In the first wave of SD-WAN adoption, enterprises took responsibility for designing, deploying and operating their SD-WAN networks. Since 2019, SD-WAN managed services have emerged as the predominant deployment model, superseding the Do It Yourself (DIY) approach, while enterprises continue to migrate applications and data from the data center to the cloud.
Widespread concern over a lack of multi-vendor interoperability for the industry has been one of the unintended consequences of SD-WAN’s broad adoption. Many SD-WAN vendors simply re-labelled their products ‘SD-WAN’ (so called ‘SD-WAN Washing’), which meant, in practice, that anything goes. That said,, in part because of the COVID-19 pandemic, as a growth opportunity for channel partners with SD-WAN. As dozens of vendors and managed services emerged on the market for SD-WAN, making a host of claims about their products and services, member organizations turned to MEF to instill order.

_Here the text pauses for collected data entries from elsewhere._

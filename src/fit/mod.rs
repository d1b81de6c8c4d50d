//! Curve fitting and uncertainty envelopes.
//!
//! Responsibilities:
//!
//! - fit power / sigmoid models by Levenberg–Marquardt (`fitter`)
//! - compute `±sigma` confidence envelopes over every parameter corner (`band`)

pub mod band;
pub mod fitter;

pub use band::*;
pub use fitter::*;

MEF introduced the SD-WAN standards portfolio that aligns with Carrier Ethernet standards. MEF SD-WAN was developed in accordance with the MEF 3.0 framework based on four pillars of: Services, Lifecycle Service Orchestration APIs, Community, and Certification. The framework encompasses dynamic Carrier Ethernet, Optical Transport, IP, Security-as-a-Service, and other virtualized services including SD-WAN.
One of the industry’s primary challenges was the lack of a common definition for SD-WAN. Drawing from its strong service provider heritage — roughly two-thirds of MEF members are operators — MEF formed the SD-WAN program in 2018. Large operators were looking to satisfy the needs of their enterprise customers in a multi-vendor environment. This was a core requirement, considering the complex technology mix in organizations, typical in large enterprises, where many service provider and vendor relationships are already in place and not likely to be displaced.
In May of 2019, MEF announced that the SD-WAN Service Standard was publicly available (MEF 70). This enabled service providers and technology providers to leverage a common set of core capabilities and focus on adding value through differentiated offerings.
One of the primary challenges MEF sought to resolve with the SD-WAN standard was the lack of a common definition on what SD-WAN represents.
The advent of MEF’s SD-WAN Certification
In November 2019, MEF introduced the SD-WAN Certification Program, which enabled SD-WAN managed service providers (MSPs) along with SD-WAN product vendors to certify conformance with the MEF 70 standard. MEF selected Spirent as their exclusive Authorized Certification and Test Partner (ACTP) to co-develop and perform the certification testing as part of Spirent’s broader Certification as a Service (CaaS) offerings.
The MEF SD-WAN Certification Program addresses the SD-WAN overlay, but not WAN underlay connectivity services. The MEF SD-WAN Certification Test Requirements standard (MEF 90) addresses the following test areas:
IP Routing and addressing: The MEF SD-WAN service is built on a routed (Layer 3) network
Application Flows: High-level connections over the SD-WAN overlay
Policy: Governs how flows are directed based on application characteristics
MEF grants two distinct certifications:
: MEF’s certified vendors in this category include VMware, Versa Networks, Fortinet and Nuage Networks from Nokia.
: Representing a worldwide community of well over 750 million subscribers, MEF’s certified MSPs in this category include AT&T, Verizon, Telia, PCCW Global, Comcast Business, Spectrum Enterprise, Windstream and Vodacom.
Over time, standardization and certification have the potential to transform SD-WAN while keeping pace with constant innovation. Standardization instills order, normalizes compatibility across vendors and operators and helps the industry make much-needed strides towards universal multi-vendor interoperability. MEF certification is the industry’s seal of confidence that enterprise customers, and the industry at large, are relying on in growing numbers.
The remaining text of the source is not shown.